This Field Assistance Bulletin (FAB) provides guidance regarding employers’ obligation under the Fair Labor Standards Act (FLSA or Act) to track the number of hours of compensable work performed by employees who are teleworking or otherwise working remotely away from any worksite or premises controlled by their employers. In a telework or remote work arrangement, the question of the employer’s obligation to track hours actually worked for which the employee was not scheduled may often arise. While this guidance responds directly to needs created by new telework or remote work arrangements that arose in response to COVID-19, it also applies to other telework or remote work arrangements.
An employer is required to pay its employees for all hours worked, including work not requested but suffered or permitted, including work performed at home. See 29 C.F.R. § 785.11-12. If the employer knows or has reason to believe that work is being performed, the time must be counted as hours worked. An employer may have actual or constructive knowledge of additional unscheduled hours worked by their employees, and courts consider whether the employer should have acquired knowledge of such hours worked through reasonable diligence. See Allen v. City of Chicago, 865 F.3d 936, 945 (7th Cir. 2017), cert. denied, 138 S. Ct. 1302 (2018). One way an employer may exercise such diligence is by providing a reasonable reporting procedure for non-scheduled time and then compensating employees for all reported hours of work, even hours not requested by the employer. Id. If an employee fails to report unscheduled hours worked through such a procedure, the employer is not required to undergo impractical efforts to investigate further to uncover unreported hours of work and provide compensation for those hours. Id. However, an employer’s time reporting process will not constitute reasonable diligence where the employer either prevents or discourages an employee from accurately reporting the time he or she has worked, and an employee may not waive his or her rights to compensation under the Act. Id. at 939; see also Craig v. Bridges Bros. Trucking LLC, 823 F.3d 382, 388 (6th Cir. 2016).

Background
The FLSA generally requires employers to compensate their employees for all hours worked, including overtime hours. As the Department’s interpretive rules explain, “[w]ork not requested but suffered or permitted is work time” that must be compensated. 29 C.F.R. § 785.11. This principle applies equally to work performed away from the employer’s worksite or premises, such as telework performed at the employee’s home. Id. § 785.12. “If the employer knows or has reason to believe that the work is being performed, he must count the time as hours worked.” Id. Employers are required to exercise control to ensure that work is not performed that they do not wish to be performed. Id. § 785.13.

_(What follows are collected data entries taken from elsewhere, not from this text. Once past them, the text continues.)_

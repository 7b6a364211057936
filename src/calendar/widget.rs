use super::util::{is_last_day_of_month, WeekdayExt};
use super::weeks::WeekWindow;
use super::DateStyler;
use crate::theme::{MONTH_STYLE, WEEKDAY_STYLE, YEAR_STYLE};
use ratatui::{
    prelude::*,
    widgets::{Paragraph, StatefulWidget},
};
use std::num::NonZeroUsize;
use time::{
    Date,
    Month::{self, January},
    Weekday::{self, Saturday},
};

static HEADER: &str = " Su     Mo     Tu     We     Th     Fr     Sa ";

/// Width of the calendar in columns, not counting the year and months in the
/// margins
const MAIN_WIDTH: u16 = 46;

/// Number of columns on the left side of the calendar, used as the margin in
/// which the year is written
const LEFT_MARGIN: u16 = 6;

const LONGEST_MONTH_NAME_LEN: u16 = 9; // September

/// Columns between the right edge of the calendar and the start of the month
/// name
const MONTH_GUTTER: u16 = 2;

/// Number of columns on the right side of the calendar, used as the margin in
/// which the month is written
const RIGHT_MARGIN: u16 = LONGEST_MONTH_NAME_LEN + MONTH_GUTTER;

const TOTAL_WIDTH: u16 = LEFT_MARGIN + MAIN_WIDTH + RIGHT_MARGIN;

/// Number of lines taken up by the header and its rule
const HEADER_LINES: u16 = 2;

/// Number of lines taken up by each week of the calendar
const WEEK_LINES: u16 = 2;

/// When inserting a vertical bar-like character between consecutive days in
/// the same week but different months, draw it this many columns to the right
/// of the left edge of the day on the left.
const VBAR_OFFSET: u16 = 5;

/// Number of columns per day of week
const DAY_WIDTH: u16 = 7;

const ACS_HLINE: char = '─';
const ACS_VLINE: char = '│';
const ACS_TTEE: char = '┬';
const ACS_ULCORNER: char = '┌';
const ACS_LRCORNER: char = '┘';

/// Scrolling week-by-week calendar.  The day under the cursor is drawn in
/// brackets.
#[derive(Debug, Eq, PartialEq)]
pub(crate) struct Calendar<'a, S> {
    styler: &'a S,
    cursor: Date,
}

impl<'a, S> Calendar<'a, S> {
    pub(crate) fn new(styler: &'a S, cursor: Date) -> Calendar<'a, S> {
        Calendar { styler, cursor }
    }

    fn weeks_for_lines(lines: u16) -> Option<NonZeroUsize> {
        // ceil((lines - HEADER_LINES)/2)
        NonZeroUsize::new((lines.saturating_sub(HEADER_LINES).saturating_add(1) / 2).into())
    }
}

impl<S: DateStyler> StatefulWidget for Calendar<'_, S> {
    type State = WeekWindow;

    fn render(self, area: Rect, buf: &mut Buffer, state: &mut Self::State) {
        let left = (area.width.saturating_sub(MAIN_WIDTH) / 2).max(LEFT_MARGIN) - LEFT_MARGIN;
        let chunks = Layout::default()
            .direction(Direction::Horizontal)
            .constraints([
                Constraint::Length(left),
                Constraint::Length(TOTAL_WIDTH.min(area.width)),
                Constraint::Min(0),
            ])
            .split(area);
        let area = chunks[1];
        let mut canvas = BufferCanvas::new(area, buf);
        canvas.draw_header();
        let Some(week_qty) = Self::weeks_for_lines(area.height) else {
            return;
        };
        let weeks = state.ensure_weeks(week_qty);
        let Some(top) = weeks.front() else {
            return;
        };
        canvas.draw_year(0, top.first_ym().0);
        canvas.draw_month(0, top.last_ym().1);
        for (i, week) in std::iter::zip(0u16.., weeks) {
            if week.has_month_start() {
                let (year, month) = week.last_ym();
                canvas.draw_month(i, month);
                if month == January {
                    let (first_year, first_month) = week.first_ym();
                    if first_month == January {
                        canvas.draw_year(i, first_year);
                    } else if usize::from(i + 1) < weeks.len() {
                        canvas.draw_year(i + 1, year);
                    }
                }
            }
            for (wd, date) in week.enumerate() {
                let s = show_day(date, self.styler.date_style(date), date == self.cursor);
                canvas.draw_day(i, wd, s);
                if is_last_day_of_month(date) {
                    canvas.draw_month_border(i, wd);
                }
            }
        }
    }
}

fn show_day(date: Date, style: Style, is_cursor: bool) -> Span<'static> {
    let s = if is_cursor {
        format!("[{:2}]", date.day())
    } else {
        format!(" {:2} ", date.day())
    };
    Span::styled(s, style)
}

#[derive(Debug, Eq, PartialEq)]
struct BufferCanvas<'a> {
    area: Rect,
    buf: &'a mut Buffer,
}

impl<'a> BufferCanvas<'a> {
    fn new(area: Rect, buf: &'a mut Buffer) -> Self {
        Self { area, buf }
    }

    fn draw_header(&mut self) {
        self.mvprint(0, LEFT_MARGIN, HEADER, Some(WEEKDAY_STYLE));
        self.hline(1, LEFT_MARGIN, ACS_HLINE, MAIN_WIDTH);
    }

    fn draw_year(&mut self, week_no: u16, year: i32) {
        self.mvprint(
            week_no * WEEK_LINES + HEADER_LINES,
            0,
            year.to_string(),
            Some(YEAR_STYLE),
        );
    }

    fn draw_month(&mut self, week_no: u16, month: Month) {
        self.mvprint(
            week_no * WEEK_LINES + HEADER_LINES,
            LEFT_MARGIN + MAIN_WIDTH + MONTH_GUTTER,
            month.to_string(),
            Some(MONTH_STYLE),
        );
    }

    fn draw_day(&mut self, week_no: u16, wd: Weekday, s: Span<'_>) {
        self.mvprint(
            week_no * WEEK_LINES + HEADER_LINES,
            LEFT_MARGIN + DAY_WIDTH * wd.index0(),
            s.content,
            Some(s.style),
        );
    }

    // `week_no` and `wd` specify the "coordinates" of the last day of the
    // month after which the border is drawn
    fn draw_month_border(&mut self, week_no: u16, wd: Weekday) {
        let y = week_no * WEEK_LINES + HEADER_LINES;
        let offset = DAY_WIDTH * wd.index0();
        let bar_col = LEFT_MARGIN + offset + VBAR_OFFSET;
        if wd != Saturday {
            self.mvaddch(y, bar_col, ACS_VLINE);
            self.mvaddch(
                y - 1,
                bar_col,
                if week_no == 0 { ACS_TTEE } else { ACS_ULCORNER },
            );
            if week_no > 0 {
                if let Some(length) = MAIN_WIDTH.checked_sub(offset + VBAR_OFFSET + 1) {
                    self.hline(y - 1, bar_col + 1, ACS_HLINE, length);
                }
            }
            self.mvaddch(y + 1, bar_col, ACS_LRCORNER);
        }
        self.hline(y + 1, LEFT_MARGIN, ACS_HLINE, offset + VBAR_OFFSET);
    }

    fn mvaddch(&mut self, y: u16, x: u16, ch: char) {
        if y < self.area.height && x < self.area.width {
            if let Some(cell) = self.buf.cell_mut((x + self.area.x, y + self.area.y)) {
                cell.set_char(ch);
            }
        }
    }

    fn mvprint<S: AsRef<str>>(&mut self, y: u16, x: u16, s: S, style: Option<Style>) {
        if y < self.area.height && x < self.area.width {
            let text = Text::styled(s.as_ref(), style.unwrap_or_default());
            let width = u16::try_from(text.width()).unwrap_or(u16::MAX);
            // Using a Paragraph lets us truncate text that extends beyond the
            // calendar's area, though we need to be sure that the Rect passed
            // to the Paragraph is entirely within the frame lest a panic
            // result.
            Paragraph::new(text).render(
                Rect {
                    x: x + self.area.x,
                    y: y + self.area.y,
                    width: (self.area.width - x).min(width),
                    height: 1,
                },
                self.buf,
            );
        }
    }

    fn hline(&mut self, y: u16, x: u16, ch: char, length: u16) {
        self.mvprint(y, x, String::from(ch).repeat(length.into()), None)
    }
}
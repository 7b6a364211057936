mod util;
mod weeks;
mod widget;
pub(crate) use self::weeks::WeekWindow;
pub(crate) use self::widget::Calendar;
use ratatui::style::Style;
use time::Date;

pub(crate) trait DateStyler {
    fn date_style(&self, date: Date) -> Style;
}
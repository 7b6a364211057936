use crate::server::{ServerError, TripServer};
use crate::storage::TripStorage;
use crate::trip::{
    ActivitySection, Confirmation, Link, NewActivity, NewLink, NewTrip, Participant, Trip,
    TripUpdate,
};
use anyhow::Context;
use std::fmt;
use time::PrimitiveDateTime;
use tracing::{info, warn};
use uuid::Uuid;

/// Ties a trip server to the locally remembered current trip
#[derive(Debug)]
pub(crate) struct Session<S> {
    server: S,
    storage: TripStorage,
}

impl<S: TripServer> Session<S> {
    pub(crate) fn new(server: S, storage: TripStorage) -> Session<S> {
        Session { server, storage }
    }

    /// Create a trip and make it the current one
    pub(crate) fn create_trip(&mut self, trip: NewTrip) -> anyhow::Result<Uuid> {
        let trip_id = self
            .server
            .create_trip(trip)
            .context("failed to create trip")?;
        self.storage.save(trip_id)?;
        Ok(trip_id)
    }

    /// Look up the current trip.  A remembered trip that the server no longer
    /// knows about is forgotten.
    pub(crate) fn current_trip(&mut self) -> anyhow::Result<Option<Trip>> {
        let Some(trip_id) = self.storage.get()? else {
            return Ok(None);
        };
        match self.server.get_trip(trip_id) {
            Ok(trip) => Ok(Some(trip)),
            Err(ServerError::TripNotFound(_)) => {
                warn!(%trip_id, "Remembered trip no longer exists; forgetting it");
                self.storage.remove()?;
                Ok(None)
            }
            Err(e) => Err(e).context("failed to fetch current trip"),
        }
    }

    fn require_trip(&mut self) -> anyhow::Result<Trip> {
        self.current_trip()?
            .context("no current trip; create one with `tripcal new`")
    }

    /// Gather everything shown for the current trip
    pub(crate) fn overview(&mut self, now: PrimitiveDateTime) -> anyhow::Result<Option<Overview>> {
        let Some(trip) = self.current_trip()? else {
            return Ok(None);
        };
        let sections = self
            .server
            .activities(trip.id)
            .context("failed to fetch activities")?
            .iter()
            .map(|day| ActivitySection::new(day, now))
            .collect();
        let links = self.server.links(trip.id).context("failed to fetch links")?;
        let participants = self
            .server
            .participants(trip.id)
            .context("failed to fetch guests")?;
        Ok(Some(Overview {
            trip,
            sections,
            links,
            participants,
        }))
    }

    pub(crate) fn update_trip(&mut self, update: TripUpdate) -> anyhow::Result<Trip> {
        let trip = self.require_trip()?;
        self.server
            .update_trip(trip.id, update)
            .context("failed to update trip")?;
        Ok(self.server.get_trip(trip.id)?)
    }

    /// Confirm the current trip and return its updated state
    pub(crate) fn confirm_trip(&mut self) -> anyhow::Result<Trip> {
        let trip = self.require_trip()?;
        self.server
            .confirm_trip(trip.id)
            .context("failed to confirm trip")?;
        Ok(self.server.get_trip(trip.id)?)
    }

    pub(crate) fn add_activity(&mut self, activity: NewActivity) -> anyhow::Result<Uuid> {
        let trip = self.require_trip()?;
        self.server
            .create_activity(trip.id, activity)
            .context("failed to add activity")
    }

    pub(crate) fn add_link(&mut self, link: NewLink) -> anyhow::Result<Uuid> {
        let trip = self.require_trip()?;
        self.server
            .create_link(trip.id, link)
            .context("failed to add link")
    }

    pub(crate) fn confirm(
        &mut self,
        participant_id: Uuid,
        confirmation: Confirmation,
    ) -> anyhow::Result<()> {
        self.server
            .confirm_participant(participant_id, confirmation)
            .context("failed to confirm attendance")
    }

    /// Stop remembering the current trip.  The trip itself is kept.
    pub(crate) fn forget(&mut self) -> anyhow::Result<()> {
        self.storage.remove()?;
        info!("Forgot current trip");
        Ok(())
    }
}

/// The current trip with its itinerary, links, and guest list
#[derive(Clone, Debug, Eq, PartialEq)]
pub(crate) struct Overview {
    pub(crate) trip: Trip,
    pub(crate) sections: Vec<ActivitySection>,
    pub(crate) links: Vec<Link>,
    pub(crate) participants: Vec<Participant>,
}

impl fmt::Display for Overview {
    fn fmt(&self, f: &mut fmt::Formatter<'_>) -> fmt::Result {
        write!(f, "{}", self.trip.when())?;
        if self.trip.is_confirmed {
            writeln!(f, "  (confirmed)")?;
        } else {
            writeln!(f)?;
        }
        writeln!(f)?;
        writeln!(f, "Activities")?;
        for section in &self.sections {
            writeln!(f, "  Day {:02}  {}", section.day_number, section.day_name)?;
            if section.items.is_empty() {
                writeln!(f, "    No activities registered for this date.")?;
            }
            for item in &section.items {
                let mark = if item.is_before { "✓" } else { " " };
                writeln!(f, "    {mark} {}  {}", item.hour, item.title)?;
            }
        }
        writeln!(f)?;
        writeln!(f, "Important links")?;
        if self.links.is_empty() {
            writeln!(f, "  No links registered.")?;
        }
        for link in &self.links {
            writeln!(f, "  {}  <{}>", link.title, link.url)?;
        }
        writeln!(f)?;
        writeln!(f, "Guests")?;
        if self.participants.is_empty() {
            writeln!(f, "  Nobody has been invited.")?;
        }
        for p in &self.participants {
            let status = if p.is_confirmed {
                "confirmed"
            } else {
                "pending"
            };
            writeln!(
                f,
                "  {} <{}>  {status}  [{}]",
                p.display_name(),
                p.email,
                p.id
            )?;
        }
        Ok(())
    }
}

While it may be easy to define what an employer actually knows, it may not always be clear when an employer “has reason to believe that work is being performed,” particularly when employees telework or otherwise work remotely at locations that the employer does not control or monitor. This confusion may be exacerbated by the increasing frequency of telework and remote work arrangements since the Department issued the above interpretive rules in 1961. The Bureau of Labor Statistics estimated in 2019 that roughly 24 percent of working Americans performed some work at home on an average day
(https://www.bls.gov/news.release/atus.t06.htm). And these arrangements have expanded even further in 2020 in response to the COVID-19 pandemic. Accordingly, WHD believes it is appropriate to clarify this issue.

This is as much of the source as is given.